[Records for processing]

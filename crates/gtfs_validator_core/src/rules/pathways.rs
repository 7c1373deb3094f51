use crate::feed::PATHWAYS_FILE;
use crate::validation_context::thorough_mode_enabled;
use crate::{GtfsFeed, NoticeContainer, NoticeSeverity, ValidationNotice, Validator};

const CODE_MISSING_RECOMMENDED_FIELD: &str = "missing_recommended_field";
const CODE_NUMBER_OUT_OF_RANGE: &str = "number_out_of_range";

#[derive(Debug, Default)]
pub struct PathwaysValidator;

impl Validator for PathwaysValidator {
    fn name(&self) -> &'static str {
        "pathways_basic"
    }

    fn validate(&self, feed: &GtfsFeed, notices: &mut NoticeContainer) {
        if let Some(pathways) = &feed.pathways {
            for (index, pathway) in pathways.rows.iter().enumerate() {
                let row_number = pathways.row_number(index);
                if pathway.length.is_none()
                    && !matches!(pathway.pathway_mode, gtfs_model::PathwayMode::ExitGate)
                    && thorough_mode_enabled()
                {
                    let mut notice = ValidationNotice::new(
                        CODE_MISSING_RECOMMENDED_FIELD,
                        NoticeSeverity::Warning,
                        "pathway length is missing",
                    );
                    notice.set_location(PATHWAYS_FILE, "length", row_number);
                    notice.field_order = vec![
                        "csvRowNumber".to_string(),
                        "fieldName".to_string(),
                        "filename".to_string(),
                    ];
                    notices.push(notice);
                }

                if let Some(traversal) = pathway.traversal_time {
                    if traversal == 0 {
                        notices.push(number_out_of_range_notice(
                            "traversal_time",
                            row_number,
                            "integer",
                            traversal,
                        ));
                    }
                }

                if matches!(pathway.pathway_mode, gtfs_model::PathwayMode::Stairs)
                    && pathway.stair_count.is_none()
                    && thorough_mode_enabled()
                {
                    let mut notice = ValidationNotice::new(
                        CODE_MISSING_RECOMMENDED_FIELD,
                        NoticeSeverity::Warning,
                        "stair_count should be provided for stairs",
                    );
                    notice.set_location(PATHWAYS_FILE, "stair_count", row_number);
                    notice.field_order = vec![
                        "csvRowNumber".to_string(),
                        "fieldName".to_string(),
                        "filename".to_string(),
                    ];
                    notices.push(notice);
                }
            }
        }
    }
}

fn number_out_of_range_notice(
    field: &str,
    row_number: u64,
    field_type: &str,
    field_value: u32,
) -> ValidationNotice {
    let mut notice = ValidationNotice::new(
        CODE_NUMBER_OUT_OF_RANGE,
        NoticeSeverity::Error,
        "value out of range",
    );
    notice.set_location(PATHWAYS_FILE, field, row_number);
    notice.insert_context_field("fieldType", field_type);
    notice.insert_context_field("fieldValue", field_value);
    notice.field_order = vec![
        "csvRowNumber".to_string(),
        "fieldName".to_string(),
        "fieldType".to_string(),
        "fieldValue".to_string(),
        "filename".to_string(),
    ];
    notice
}

#[cfg(test)]
mod tests {
    use super::*;
    use crate::CsvTable;
    use gtfs_model::{Pathway, PathwayMode};

    #[test]
    fn detects_missing_length_for_non_exit_gate() {
        let mut feed = GtfsFeed::default();
        feed.pathways = Some(CsvTable {
            headers: vec!["pathway_id".to_string(), "pathway_mode".to_string()],
            rows: vec![Pathway {
                pathway_id: "P1".to_string(),
                pathway_mode: PathwayMode::Walkway,
                length: None,
                ..Default::default()
            }],
            row_numbers: vec![2],
        });

        let mut notices = NoticeContainer::new();
        PathwaysValidator.validate(&feed, &mut notices);

        assert!(notices
            .iter()
            .any(|n| n.code == CODE_MISSING_RECOMMENDED_FIELD && n.message.contains("length")));
    }

    #[test]
    fn detects_zero_traversal_time() {
        let mut feed = GtfsFeed::default();
        feed.pathways = Some(CsvTable {
            headers: vec!["pathway_id".to_string(), "traversal_time".to_string()],
            rows: vec![Pathway {
                pathway_id: "P1".to_string(),
                traversal_time: Some(0),
                ..Default::default()
            }],
            row_numbers: vec![2],
        });

        let mut notices = NoticeContainer::new();
        PathwaysValidator.validate(&feed, &mut notices);

        assert!(notices.iter().any(|n| n.code == CODE_NUMBER_OUT_OF_RANGE));
    }

    #[test]
    fn detects_missing_stair_count_for_stairs() {
        let mut feed = GtfsFeed::default();
        feed.pathways = Some(CsvTable {
            headers: vec!["pathway_id".to_string(), "pathway_mode".to_string()],
            rows: vec![Pathway {
                pathway_id: "P1".to_string(),
                pathway_mode: PathwayMode::Stairs,
                stair_count: None,
                ..Default::default()
            }],
            row_numbers: vec![2],
        });

        let mut notices = NoticeContainer::new();
        PathwaysValidator.validate(&feed, &mut notices);

        assert!(
            notices
                .iter()
                .any(|n| n.code == CODE_MISSING_RECOMMENDED_FIELD
                    && n.message.contains("stair_count"))
        );
    }

    #[test]
    fn passes_valid_pathway() {
        let mut feed = GtfsFeed::default();
        feed.pathways = Some(CsvTable {
            headers: vec![
                "pathway_id".to_string(),
                "pathway_mode".to_string(),
                "length".to_string(),
                "traversal_time".to_string(),
            ],
            rows: vec![Pathway {
                pathway_id: "P1".to_string(),
                pathway_mode: PathwayMode::Walkway,
                length: Some(10.0),
                traversal_time: Some(5),
                ..Default::default()
            }],
            row_numbers: vec![2],
        });

        let mut notices = NoticeContainer::new();
        PathwaysValidator.validate(&feed, &mut notices);

        assert_eq!(notices.len(), 0);
    }
}
use crate::{GtfsFeed, NoticeContainer, NoticeSeverity, ValidationNotice, Validator};

const CODE_ROUTE_BOTH_NAMES_MISSING: &str = "route_both_short_and_long_name_missing";
const CODE_ROUTE_SHORT_NAME_TOO_LONG: &str = "route_short_name_too_long";
const CODE_ROUTE_LONG_NAME_CONTAINS_SHORT: &str = "route_long_name_contains_short_name";
const CODE_ROUTE_DESC_SAME_AS_NAME: &str = "same_name_and_description_for_route";

#[derive(Debug, Default)]
pub struct RoutesValidator;

impl Validator for RoutesValidator {
    fn name(&self) -> &'static str {
        "routes_basic"
    }

    fn validate(&self, feed: &GtfsFeed, notices: &mut NoticeContainer) {
        for (index, route) in feed.routes.rows.iter().enumerate() {
            let row_number = feed.routes.row_number(index);
            let short_name = route
                .route_short_name
                .as_ref()
                .map(|s| s.trim())
                .filter(|s| !s.is_empty());
            let long_name = route
                .route_long_name
                .as_ref()
                .map(|s| s.trim())
                .filter(|s| !s.is_empty());

            if short_name.is_none() && long_name.is_none() {
                let mut notice = ValidationNotice::new(
                    CODE_ROUTE_BOTH_NAMES_MISSING,
                    NoticeSeverity::Error,
                    "route_short_name and route_long_name are both missing",
                );
                notice.insert_context_field("routeId", route.route_id.as_str());
                notice.insert_context_field("csvRowNumber", row_number);
                notice.field_order = vec!["csvRowNumber".to_string(), "routeId".to_string()];
                notices.push(notice);
                continue;
            }

            if let Some(short) = short_name {
                if short.chars().count() > 12 {
                    let mut notice = ValidationNotice::new(
                        CODE_ROUTE_SHORT_NAME_TOO_LONG,
                        NoticeSeverity::Warning,
                        "route_short_name is too long",
                    );
                    notice.insert_context_field("routeId", route.route_id.as_str());
                    notice.insert_context_field("csvRowNumber", row_number);
                    notice.insert_context_field("routeShortName", short);
                    notice.field_order = vec![
                        "csvRowNumber".to_string(),
                        "routeId".to_string(),
                        "routeShortName".to_string(),
                    ];
                    notices.push(notice);
                }
            }

            if let (Some(short), Some(long)) = (short_name, long_name) {
                if long
                    .to_ascii_lowercase()
                    .starts_with(&short.to_ascii_lowercase())
                {
                    let remainder = &long[short.len()..];
                    let remainder_starts_with = remainder.chars().next();
                    if remainder.is_empty()
                        || remainder_starts_with
                            .map(|ch| ch.is_whitespace() || ch == '-' || ch == '(')
                            .unwrap_or(false)
                    {
                        let mut notice = ValidationNotice::new(
                            CODE_ROUTE_LONG_NAME_CONTAINS_SHORT,
                            NoticeSeverity::Warning,
                            "route_long_name contains route_short_name",
                        );
                        notice.insert_context_field("routeId", route.route_id.as_str());
                        notice.insert_context_field("csvRowNumber", row_number);
                        notice.insert_context_field("routeShortName", short);
                        notice.insert_context_field("routeLongName", long);
                        notice.field_order = vec![
                            "csvRowNumber".to_string(),
                            "routeId".to_string(),
                            "routeLongName".to_string(),
                            "routeShortName".to_string(),
                        ];
                        notices.push(notice);
                    }
                }
            }

            if let Some(route_desc) = route.route_desc.as_ref().map(|s| s.trim()) {
                if let Some(short) = short_name {
                    if route_desc.eq_ignore_ascii_case(short) {
                        let mut notice = ValidationNotice::new(
                            CODE_ROUTE_DESC_SAME_AS_NAME,
                            NoticeSeverity::Warning,
                            "route_desc matches route_short_name",
                        );
                        notice.insert_context_field("csvRowNumber", row_number);
                        notice.insert_context_field("routeId", route.route_id.as_str());
                        notice.insert_context_field("routeDesc", route_desc);
                        notice.insert_context_field("specifiedField", "route_short_name");
                        notice.field_order = vec![
                            "csvRowNumber".to_string(),
                            "routeDesc".to_string(),
                            "routeId".to_string(),
                            "specifiedField".to_string(),
                        ];
                        notices.push(notice);
                        continue;
                    }
                }
                if let Some(long) = long_name {
                    if route_desc.eq_ignore_ascii_case(long) {
                        let mut notice = ValidationNotice::new(
                            CODE_ROUTE_DESC_SAME_AS_NAME,
                            NoticeSeverity::Warning,
                            "route_desc matches route_long_name",
                        );
                        notice.insert_context_field("csvRowNumber", row_number);
                        notice.insert_context_field("routeId", route.route_id.as_str());
                        notice.insert_context_field("routeDesc", route_desc);
                        notice.insert_context_field("specifiedField", "route_long_name");
                        notice.field_order = vec![
                            "csvRowNumber".to_string(),
                            "routeDesc".to_string(),
                            "routeId".to_string(),
                            "specifiedField".to_string(),
                        ];
                        notices.push(notice);
                    }
                }
            }
        }
    }
}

[/Records for processing]

__Aim of the task__.
Word for word, reproduce the lines of the listing from the first one through the line containing "for (index, pathway)", and no more.

__Exercise output__.
filename crates/gtfs_validator_core/src/rules/pathways.rs
repository 7c1373deb3094f51
use crate::feed::PATHWAYS_FILE;
use crate::validation_context::thorough_mode_enabled;
use crate::{GtfsFeed, NoticeContainer, NoticeSeverity, ValidationNotice, Validator};

const CODE_MISSING_RECOMMENDED_FIELD: &str = "missing_recommended_field";
const CODE_NUMBER_OUT_OF_RANGE: &str = "number_out_of_range";

#[derive(Debug, Default)]
pub struct PathwaysValidator;

impl Validator for PathwaysValidator {
    fn name(&self) -> &'static str {
        "pathways_basic"
    }

    fn validate(&self, feed: &GtfsFeed, notices: &mut NoticeContainer) {
        if let Some(pathways) = &feed.pathways {
            for (index, pathway) in pathways.rows.iter().enumerate() {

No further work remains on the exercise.